Lines of the data that contain the word "associated" are the ones to copy.

● PROVIDED DATA
· · · ·
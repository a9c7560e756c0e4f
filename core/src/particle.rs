//! Particles, resampling strategies and estimate extraction.
//!
//! A [`Particle`] is one weighted pose hypothesis. Besides its pose and (unnormalized) importance
//! weight it carries a diagnostic association record: the ids of the landmarks its last set of
//! observations were matched to, and those observations expressed in the map frame.
use rand::Rng;
use rand::distr::weighted::WeightedIndex;
use rand_distr::Distribution;
use serde::{Deserialize, Serialize};
use std::fmt::{self, Display};

use crate::error::{FilterError, Result};
use crate::geometry::circular_mean;
use crate::map::LandmarkMap;
use crate::measurements::{LandmarkNoise, LandmarkObservation};
use crate::{Axis, Pose};

#[derive(Clone, Debug, Default, PartialEq, Serialize, Deserialize)]
pub struct Particle {
    pub id: usize,
    pub pose: Pose,
    pub weight: f64,
    /// Ids of the landmarks matched by the most recent weight update.
    pub associations: Vec<i32>,
    /// Map-frame x of each associated observation, parallel to `associations`.
    pub sense_x: Vec<f64>,
    /// Map-frame y of each associated observation, parallel to `associations`.
    pub sense_y: Vec<f64>,
}
impl Display for Particle {
    fn fmt(&self, f: &mut fmt::Formatter<'_>) -> fmt::Result {
        f.debug_struct("Particle")
            .field("id", &self.id)
            .field("x", &self.pose.x)
            .field("y", &self.pose.y)
            .field("theta", &self.pose.theta)
            .field("weight", &self.weight)
            .field("associations", &self.associations.len())
            .finish()
    }
}
impl Particle {
    pub fn new(id: usize, pose: Pose, weight: f64) -> Particle {
        Particle {
            id,
            pose,
            weight,
            associations: Vec::new(),
            sense_x: Vec::new(),
            sense_y: Vec::new(),
        }
    }

    /// Replace the diagnostic association record.
    ///
    /// The three sequences must be parallel.
    pub fn set_associations(&mut self, associations: Vec<i32>, sense_x: Vec<f64>, sense_y: Vec<f64>) {
        debug_assert_eq!(associations.len(), sense_x.len());
        debug_assert_eq!(associations.len(), sense_y.len());
        self.associations = associations;
        self.sense_x = sense_x;
        self.sense_y = sense_y;
    }

    /// Space-separated associated landmark ids, e.g. `"1 4 7"`.
    pub fn associations_string(&self) -> String {
        join_space_separated(&self.associations)
    }

    /// Space-separated map-frame coordinates of the associated observations along `axis`.
    ///
    /// Each coordinate is printed with six significant digits, e.g. `"5.12346 -0.5 1.23457e+06"`.
    pub fn sense_coordinates_string(&self, axis: Axis) -> String {
        let values = match axis {
            Axis::X => &self.sense_x,
            Axis::Y => &self.sense_y,
        };
        values
            .iter()
            .map(|&v| format_significant(v))
            .collect::<Vec<_>>()
            .join(" ")
    }

    /// Compute this particle's importance weight for a set of local-frame observations.
    ///
    /// Every observation is transformed into the map frame using the particle pose, matched to
    /// its nearest landmark and scored with the bivariate Gaussian density. The weight is the
    /// product of the per-observation densities, so an empty observation set yields `1.0`.
    /// The association record is replaced with this update's matches.
    ///
    /// # Errors
    /// [`FilterError::EmptyLandmarkSet`] if there are observations but no landmarks. The
    /// particle is left unchanged in that case.
    pub fn update_weight(
        &mut self,
        observations: &[LandmarkObservation],
        landmarks: &LandmarkMap,
        noise: &LandmarkNoise,
    ) -> Result<f64> {
        let mut weight = 1.0;
        let mut associations = Vec::with_capacity(observations.len());
        let mut sense_x = Vec::with_capacity(observations.len());
        let mut sense_y = Vec::with_capacity(observations.len());
        for observation in observations {
            let mapped = observation.to_map_frame(&self.pose);
            let landmark = landmarks.nearest(mapped.x, mapped.y)?;
            weight *= noise.likelihood(&mapped, landmark);
            associations.push(landmark.id);
            sense_x.push(mapped.x);
            sense_y.push(mapped.y);
        }
        self.weight = weight;
        self.set_associations(associations, sense_x, sense_y);
        Ok(weight)
    }
}

fn join_space_separated<T: Display>(values: &[T]) -> String {
    values
        .iter()
        .map(|v| v.to_string())
        .collect::<Vec<_>>()
        .join(" ")
}

const SIGNIFICANT_DIGITS: usize = 6;

/// Shortest rendering of `value` with at most six significant digits.
///
/// Fixed notation is used for decimal exponents in `-4..6`, scientific notation with a signed
/// two-digit exponent otherwise. Trailing zeros are dropped.
fn format_significant(value: f64) -> String {
    if !value.is_finite() {
        return value.to_string();
    }
    if value == 0.0 {
        return "0".to_string();
    }
    let scientific = format!("{:.*e}", SIGNIFICANT_DIGITS - 1, value);
    let (mantissa, exponent) = match scientific.split_once('e') {
        Some((m, e)) => (m, e.parse::<i32>().unwrap_or(0)),
        None => (scientific.as_str(), 0),
    };
    if (-4..SIGNIFICANT_DIGITS as i32).contains(&exponent) {
        let decimals = (SIGNIFICANT_DIGITS as i32 - 1 - exponent) as usize;
        trim_fraction(&format!("{:.*}", decimals, value)).to_string()
    } else {
        let sign = if exponent < 0 { '-' } else { '+' };
        format!("{}e{}{:02}", trim_fraction(mantissa), sign, exponent.abs())
    }
}

fn trim_fraction(number: &str) -> &str {
    if number.contains('.') {
        number.trim_end_matches('0').trim_end_matches('.')
    } else {
        number
    }
}

/// How a single pose estimate is extracted from the population.
#[derive(Clone, Copy, Debug, Default, PartialEq, Eq, Serialize, Deserialize)]
pub enum ParticleAveragingStrategy {
    WeightedAverage,
    UnweightedAverage,
    #[default]
    HighestWeight,
}
impl ParticleAveragingStrategy {
    /// # Errors
    /// [`FilterError::DegenerateWeights`] when a weighted average is requested and the weights
    /// sum to zero. [`FilterError::NotInitialized`] for an empty population.
    pub fn estimate(&self, particles: &[Particle]) -> Result<Pose> {
        if particles.is_empty() {
            return Err(FilterError::NotInitialized);
        }
        match self {
            ParticleAveragingStrategy::WeightedAverage => {
                let weights: Vec<f64> = particles.iter().map(|p| p.weight).collect();
                let total = validate_weights(&weights)?;
                Ok(average_pose(particles, |p| p.weight / total))
            }
            ParticleAveragingStrategy::UnweightedAverage => {
                let n = particles.len() as f64;
                Ok(average_pose(particles, |_| 1.0 / n))
            }
            ParticleAveragingStrategy::HighestWeight => highest_weight(particles)
                .map(|p| p.pose)
                .ok_or(FilterError::NotInitialized),
        }
    }
}

/// The highest-weight particle; the first one wins a tie.
pub fn highest_weight(particles: &[Particle]) -> Option<&Particle> {
    particles
        .iter()
        .reduce(|best, p| if p.weight > best.weight { p } else { best })
}

fn average_pose(particles: &[Particle], weight_of: impl Fn(&Particle) -> f64) -> Pose {
    let mut x = 0.0;
    let mut y = 0.0;
    for particle in particles {
        let w = weight_of(particle);
        x += w * particle.pose.x;
        y += w * particle.pose.y;
    }
    let theta = circular_mean(particles.iter().map(|p| (p.pose.theta, weight_of(p))))
        .unwrap_or(particles[0].pose.theta);
    Pose { x, y, theta }
}

/// Check that a weight vector can define a discrete distribution and return its sum.
///
/// # Errors
/// [`FilterError::DegenerateWeights`] if any weight is negative or non-finite, or if the sum is
/// not strictly positive and finite.
pub fn validate_weights(weights: &[f64]) -> Result<f64> {
    if weights.iter().any(|w| !w.is_finite() || *w < 0.0) {
        return Err(FilterError::DegenerateWeights);
    }
    let total: f64 = weights.iter().sum();
    if total > 0.0 && total.is_finite() {
        Ok(total)
    } else {
        Err(FilterError::DegenerateWeights)
    }
}

/// Resampling schemes. All draw `n` indices with probability proportional to weight.
///
/// `Multinomial` draws every index independently with replacement. The others are
/// lower-variance schemes that keep the same expected selection counts.
#[derive(Clone, Copy, Debug, Default, PartialEq, Eq, Serialize, Deserialize)]
pub enum ParticleResamplingStrategy {
    #[default]
    Multinomial,
    Systematic,
    Stratified,
    Residual,
}
impl ParticleResamplingStrategy {
    /// Draw `n` parent indices from the (possibly unnormalized) `weights`.
    pub fn resample_indices<R: Rng + ?Sized>(
        &self,
        weights: &[f64],
        n: usize,
        rng: &mut R,
    ) -> Result<Vec<usize>> {
        match self {
            ParticleResamplingStrategy::Multinomial => multinomial_resample(weights, n, rng),
            ParticleResamplingStrategy::Systematic => systematic_resample(weights, n, rng),
            ParticleResamplingStrategy::Stratified => stratified_resample(weights, n, rng),
            ParticleResamplingStrategy::Residual => residual_resample(weights, n, rng),
        }
    }
}

/// Independent draws with replacement from the discrete distribution defined by `weights`.
pub fn multinomial_resample<R: Rng + ?Sized>(
    weights: &[f64],
    n: usize,
    rng: &mut R,
) -> Result<Vec<usize>> {
    validate_weights(weights)?;
    let distribution = WeightedIndex::new(weights).map_err(|_| FilterError::DegenerateWeights)?;
    Ok((0..n).map(|_| distribution.sample(rng)).collect())
}

/// One uniform offset, `n` evenly spaced pointers into the cumulative weights.
pub fn systematic_resample<R: Rng + ?Sized>(
    weights: &[f64],
    n: usize,
    rng: &mut R,
) -> Result<Vec<usize>> {
    let offset = rng.random::<f64>();
    comb_resample(weights, n, |_| offset)
}

/// One uniform draw inside each of `n` equal strata of the cumulative weights.
pub fn stratified_resample<R: Rng + ?Sized>(
    weights: &[f64],
    n: usize,
    rng: &mut R,
) -> Result<Vec<usize>> {
    comb_resample(weights, n, |_| rng.random::<f64>())
}

fn comb_resample(
    weights: &[f64],
    n: usize,
    mut jitter: impl FnMut(usize) -> f64,
) -> Result<Vec<usize>> {
    let total = validate_weights(weights)?;
    // The normalized sum can fall just short of 1.0; never walk past the last positive weight.
    let last = weights
        .iter()
        .rposition(|&w| w > 0.0)
        .ok_or(FilterError::DegenerateWeights)?;
    let mut indices = Vec::with_capacity(n);
    let mut j = 0;
    let mut cumulative = weights[0] / total;
    for i in 0..n {
        let target = (i as f64 + jitter(i)) / n as f64;
        while cumulative <= target && j < last {
            j += 1;
            cumulative += weights[j] / total;
        }
        indices.push(j);
    }
    Ok(indices)
}

/// Deterministic copies of `floor(n * w)` followed by systematic resampling of the residuals.
pub fn residual_resample<R: Rng + ?Sized>(
    weights: &[f64],
    n: usize,
    rng: &mut R,
) -> Result<Vec<usize>> {
    let total = validate_weights(weights)?;
    let mut indices = Vec::with_capacity(n);
    let mut residual = Vec::with_capacity(weights.len());
    for (i, &w) in weights.iter().enumerate() {
        let expected = w / total * n as f64;
        let copies = (expected.floor() as usize).min(n - indices.len());
        indices.extend(std::iter::repeat_n(i, copies));
        residual.push(expected - copies as f64);
    }
    let remaining = n - indices.len();
    if remaining > 0 {
        let drawn = match validate_weights(&residual) {
            Ok(_) => systematic_resample(&residual, remaining, rng)?,
            // Rounding left no residual mass; fall back to the input weights.
            Err(_) => systematic_resample(weights, remaining, rng)?,
        };
        indices.extend(drawn);
    }
    Ok(indices)
}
· · · ·
● EXERCISE OUTPUT
    /// Map-frame x of each associated observation, parallel to `associations`.
    /// Map-frame y of each associated observation, parallel to `associations`.
    /// Space-separated associated landmark ids, e.g. `"1 4 7"`.
    /// Space-separated map-frame coordinates of the associated observations along `axis`.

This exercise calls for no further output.